Stored data
——————
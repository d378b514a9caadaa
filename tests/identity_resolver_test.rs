//! Identity resolver behaviour over the in-memory unit of work.
//!
//! The in-memory store applies the same uniqueness rules as the Postgres
//! indexes, so these tests exercise the full read-then-write sequences.

use std::sync::Arc;

use estate_auth::config::JwtSettings;
use estate_auth::domain::{CredentialError, ExternalAssertion, ExternalProfile, IdentityState};
use estate_auth::errors::AppError;
use estate_auth::infra::{InMemoryPersistence, MemorySessionStore};
use estate_auth::services::{
    IdentityResolver, IdentityService, LocalRegistration, Registration, TokenIssuer, TokenService,
};

fn setup() -> (Arc<InMemoryPersistence>, IdentityResolver<InMemoryPersistence>) {
    let uow = Arc::new(InMemoryPersistence::new());
    let resolver = IdentityResolver::new(uow.clone());
    (uow, resolver)
}

fn registration(username: &str, password: &str, email: &str) -> LocalRegistration {
    LocalRegistration {
        username: username.to_string(),
        password: password.to_string(),
        first_name: "Form".to_string(),
        last_name: "Name".to_string(),
        email: email.to_string(),
    }
}

fn google(external_id: &str, email: &str, name: &str) -> ExternalProfile {
    ExternalProfile::new(external_id, email, name, None)
}

/// Link assertion as the callback would mint it
fn assertion_for(user: &estate_auth::User) -> ExternalAssertion {
    let tokens = TokenIssuer::new(
        JwtSettings::new("integration-secret-at-least-32-characters", 1),
        Arc::new(MemorySessionStore::new()),
    );
    let token = tokens.issue_link_token(user).unwrap();
    tokens.verify_link_token(&token).unwrap()
}

#[tokio::test]
async fn test_resolving_same_profile_twice_keeps_one_row() {
    let (uow, resolver) = setup();
    let profile = google("g-100", "carol@x.com", "Carol Danvers");

    let first = resolver.resolve_external_login(profile.clone()).await.unwrap();
    let second = resolver.resolve_external_login(profile).await.unwrap();

    assert_eq!(first.id, second.id);
    assert_eq!(uow.store().len().await, 1);
    assert_eq!(second.identity_state(), IdentityState::ExternalOnly);
}

#[tokio::test]
async fn test_each_resolution_writes_exactly_one_row() {
    let (uow, resolver) = setup();

    resolver
        .resolve_external_login(google("g-1", "a@x.com", "A"))
        .await
        .unwrap();
    assert_eq!(uow.store().writes(), 1);

    resolver
        .resolve_external_login(google("g-1", "a@x.com", "A Renamed"))
        .await
        .unwrap();
    assert_eq!(uow.store().writes(), 2);
}

#[tokio::test]
async fn test_duplicate_username_is_rejected_case_insensitively() {
    let (uow, resolver) = setup();

    resolver
        .register_local(registration("dave", "Valid123!", "dave@x.com"), None)
        .await
        .unwrap();

    let result = resolver
        .register_local(registration("DAVE", "Valid123!", "other@x.com"), None)
        .await;

    assert!(matches!(result, Err(AppError::UsernameTaken)));
    assert_eq!(uow.store().len().await, 1);
}

#[tokio::test]
async fn test_concurrent_registrations_of_one_username() {
    let (uow, resolver) = setup();
    let resolver = Arc::new(resolver);

    let a = {
        let resolver = resolver.clone();
        tokio::spawn(async move {
            resolver
                .register_local(registration("erin", "Valid123!", "erin1@x.com"), None)
                .await
        })
    };
    let b = {
        let resolver = resolver.clone();
        tokio::spawn(async move {
            resolver
                .register_local(registration("Erin", "Valid123!", "erin2@x.com"), None)
                .await
        })
    };

    let results = [a.await.unwrap(), b.await.unwrap()];
    let successes = results.iter().filter(|r| r.is_ok()).count();
    let taken = results
        .iter()
        .filter(|r| matches!(r, Err(AppError::UsernameTaken)))
        .count();

    assert_eq!((successes, taken), (1, 1));
    assert_eq!(uow.store().len().await, 1);
}

#[tokio::test]
async fn test_external_login_links_local_account_once() {
    let (uow, resolver) = setup();

    let Registration::Registered { user: local, .. } = resolver
        .register_local(registration("frank", "Valid123!", "frank@x.com"), None)
        .await
        .unwrap()
    else {
        panic!("expected registration");
    };

    let linked = resolver
        .resolve_external_login(google("g-200", "Frank@X.com", "Frank Castle"))
        .await
        .unwrap();

    assert_eq!(linked.id, local.id);
    assert_eq!(linked.identity_state(), IdentityState::Linked);
    assert_eq!(linked.external_id.as_deref(), Some("g-200"));

    let again = resolver
        .resolve_external_login(google("g-200", "frank@x.com", "Frank Castle"))
        .await
        .unwrap();

    assert_eq!(again.id, local.id);
    assert_eq!(again.external_id.as_deref(), Some("g-200"));
    assert_eq!(uow.store().len().await, 1);
}

#[tokio::test]
async fn test_linked_row_is_not_relinked_by_another_profile() {
    let (uow, resolver) = setup();

    resolver
        .register_local(registration("gina", "Valid123!", "gina@x.com"), None)
        .await
        .unwrap();
    resolver
        .resolve_external_login(google("g-300", "gina@x.com", "Gina"))
        .await
        .unwrap();

    // Same email, different Google account: the linked row is not a candidate
    let stranger = resolver
        .resolve_external_login(google("g-301", "gina@x.com", "Impostor"))
        .await
        .unwrap();

    assert_eq!(stranger.external_id.as_deref(), Some("g-301"));
    assert_eq!(uow.store().len().await, 2);

    let original = uow
        .store()
        .all()
        .await
        .into_iter()
        .find(|u| u.username.as_deref() == Some("gina"))
        .unwrap();
    assert_eq!(original.external_id.as_deref(), Some("g-300"));
}

#[tokio::test]
async fn test_registration_against_external_email_needs_consent() {
    let (uow, resolver) = setup();

    let external = resolver
        .resolve_external_login(google("g-400", "hank@x.com", "Hank Pym"))
        .await
        .unwrap();
    let writes_before = uow.store().writes();

    let outcome = resolver
        .register_local(registration("hank", "Valid123!", "hank@x.com"), None)
        .await
        .unwrap();

    assert_eq!(
        outcome,
        Registration::NeedsLinking {
            email: "hank@x.com".to_string(),
            name: "Hank Pym".to_string(),
        }
    );
    assert_eq!(uow.store().writes(), writes_before);

    let outcome = resolver
        .register_local(
            registration("hank", "Valid123!", "hank@x.com"),
            Some(assertion_for(&external)),
        )
        .await
        .unwrap();

    let Registration::Registered { user, linked } = outcome else {
        panic!("expected registration");
    };
    assert!(linked);
    assert_eq!(user.id, external.id);
    assert_eq!(user.identity_state(), IdentityState::Linked);
    assert_eq!((user.first_name.as_str(), user.last_name.as_str()), ("Hank", "Pym"));
    assert_eq!(uow.store().writes(), writes_before + 1);
    assert_eq!(uow.store().len().await, 1);

    let signed_in = resolver
        .authenticate_local("hank".to_string(), "Valid123!".to_string())
        .await
        .unwrap();
    assert_eq!(signed_in.id, external.id);
}

#[tokio::test]
async fn test_assertion_for_another_account_is_rejected() {
    let (uow, resolver) = setup();

    resolver
        .resolve_external_login(google("g-500", "ivy@x.com", "Ivy"))
        .await
        .unwrap();
    let attacker = resolver
        .resolve_external_login(google("g-666", "mallory@x.com", "Mallory"))
        .await
        .unwrap();
    let writes_before = uow.store().writes();

    let result = resolver
        .register_local(
            registration("ivy", "Valid123!", "ivy@x.com"),
            Some(assertion_for(&attacker)),
        )
        .await;

    assert!(matches!(result, Err(AppError::LinkRejected)));
    assert_eq!(uow.store().writes(), writes_before);
}

#[tokio::test]
async fn test_assertion_picks_its_own_row_when_external_accounts_share_an_email() {
    for _ in 0..20 {
        let (uow, resolver) = setup();

        resolver
            .resolve_external_login(google("g-a", "same@x.com", "First Account"))
            .await
            .unwrap();
        let second = resolver
            .resolve_external_login(google("g-b", "same@x.com", "Second Account"))
            .await
            .unwrap();

        let outcome = resolver
            .register_local(
                registration("shared", "Valid123!", "same@x.com"),
                Some(assertion_for(&second)),
            )
            .await
            .unwrap();

        let Registration::Registered { user, linked } = outcome else {
            panic!("expected registration");
        };
        assert!(linked);
        assert_eq!(user.id, second.id);
        assert_eq!(user.external_id.as_deref(), Some("g-b"));
        assert_eq!(uow.store().len().await, 2);
    }
}

#[tokio::test]
async fn test_needs_linking_names_the_same_account_every_time() {
    let (_, resolver) = setup();

    resolver
        .resolve_external_login(google("g-a", "same@x.com", "First Account"))
        .await
        .unwrap();
    resolver
        .resolve_external_login(google("g-b", "same@x.com", "Second Account"))
        .await
        .unwrap();

    let mut names = Vec::new();
    for _ in 0..10 {
        match resolver
            .register_local(registration("shared", "Valid123!", "same@x.com"), None)
            .await
            .unwrap()
        {
            Registration::NeedsLinking { name, .. } => names.push(name),
            other => panic!("unexpected {:?}", other),
        }
    }
    names.dedup();
    assert_eq!(names.len(), 1);
}

#[tokio::test]
async fn test_concurrent_registrations_of_one_email() {
    let (uow, resolver) = setup();
    let resolver = Arc::new(resolver);

    let handles: Vec<_> = ["nora", "nina"]
        .into_iter()
        .map(|username| {
            let resolver = resolver.clone();
            tokio::spawn(async move {
                resolver
                    .register_local(registration(username, "Valid123!", "nora@x.com"), None)
                    .await
            })
        })
        .collect();

    let mut results = Vec::new();
    for handle in handles {
        results.push(handle.await.unwrap());
    }

    let successes = results.iter().filter(|r| r.is_ok()).count();
    let duplicates = results
        .iter()
        .filter(|r| matches!(r, Err(AppError::EmailAlreadyRegistered)))
        .count();
    assert_eq!((successes, duplicates), (1, 1));
    assert_eq!(uow.store().len().await, 1);
}

#[tokio::test]
async fn test_second_local_account_for_email_is_rejected() {
    let (uow, resolver) = setup();

    resolver
        .register_local(registration("jane", "Valid123!", "jane@x.com"), None)
        .await
        .unwrap();
    let result = resolver
        .register_local(registration("jane2", "Valid123!", "JANE@x.com"), None)
        .await;

    assert!(matches!(result, Err(AppError::EmailAlreadyRegistered)));
    assert_eq!(uow.store().len().await, 1);
}

#[tokio::test]
async fn test_password_rules_report_specific_reasons() {
    let (uow, resolver) = setup();

    let cases = [
        ("short1!", CredentialError::PasswordTooShort),
        ("alllowercase1!", CredentialError::PasswordMissingUppercase),
        ("ALLUPPER1!", CredentialError::PasswordMissingLowercase),
        ("NoDigits!", CredentialError::PasswordMissingDigit),
        ("NoSymbol1", CredentialError::PasswordMissingSymbol),
    ];

    for (password, expected) in cases {
        let result = resolver
            .register_local(registration("kate", password, "kate@x.com"), None)
            .await;
        match result {
            Err(AppError::InvalidField(reason)) => assert_eq!(reason, expected, "{}", password),
            other => panic!("{}: unexpected {:?}", password, other),
        }
    }
    assert!(uow.store().is_empty().await);

    let accepted = resolver
        .register_local(registration("kate", "Valid123!", "kate@x.com"), None)
        .await;
    assert!(accepted.is_ok());
}

#[tokio::test]
async fn test_external_only_account_cannot_use_password_login() {
    let (_, resolver) = setup();

    resolver
        .resolve_external_login(google("g-700", "leo@x.com", "Leo"))
        .await
        .unwrap();

    let result = resolver
        .authenticate_local("leo".to_string(), "Valid123!".to_string())
        .await;
    assert!(matches!(result, Err(AppError::InvalidCredentials)));
}

#[tokio::test]
async fn test_wrong_password_and_unknown_user_are_indistinguishable() {
    let (_, resolver) = setup();

    resolver
        .register_local(registration("mike", "Valid123!", "mike@x.com"), None)
        .await
        .unwrap();

    let wrong = resolver
        .authenticate_local("mike".to_string(), "Wrong123!".to_string())
        .await
        .unwrap_err();
    let unknown = resolver
        .authenticate_local("nobody".to_string(), "Valid123!".to_string())
        .await
        .unwrap_err();

    assert_eq!(wrong.to_string(), unknown.to_string());
    assert_eq!(wrong.status(), unknown.status());
}

#[tokio::test]
async fn test_alice_end_to_end() {
    let (uow, resolver) = setup();

    let outcome = resolver
        .register_local(
            LocalRegistration {
                username: "alice".to_string(),
                password: "Abc12345!".to_string(),
                first_name: "Al".to_string(),
                last_name: "Ice".to_string(),
                email: "alice@x.com".to_string(),
            },
            None,
        )
        .await
        .unwrap();
    let Registration::Registered { user: alice, linked } = outcome else {
        panic!("expected registration");
    };
    assert!(!linked);
    assert_eq!(alice.identity_state(), IdentityState::LocalOnly);

    let profile = google("g-001", "alice@x.com", "Alice Wonderland");
    let linked = resolver
        .resolve_external_login(profile.clone())
        .await
        .unwrap();

    assert_eq!(linked.id, alice.id);
    assert_eq!(linked.first_name, "Alice");
    assert_eq!(linked.last_name, "Wonderland");
    assert_eq!(linked.external_id.as_deref(), Some("g-001"));
    assert_eq!(linked.username.as_deref(), Some("alice"));

    let repeat = resolver.resolve_external_login(profile).await.unwrap();
    assert_eq!(repeat.id, alice.id);
    assert!(repeat.updated_at >= linked.updated_at);
    assert_eq!(uow.store().len().await, 1);

    let by_password = resolver
        .authenticate_local("Alice".to_string(), "Abc12345!".to_string())
        .await
        .unwrap();
    assert_eq!(by_password.id, alice.id);
}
——————
▶ **Your objective**
The result is a copy of every line above where the word "Wonderland" shows up.

▶ **Solution to this task**
    let profile = google("g-001", "alice@x.com", "Alice Wonderland");
    assert_eq!(linked.last_name, "Wonderland");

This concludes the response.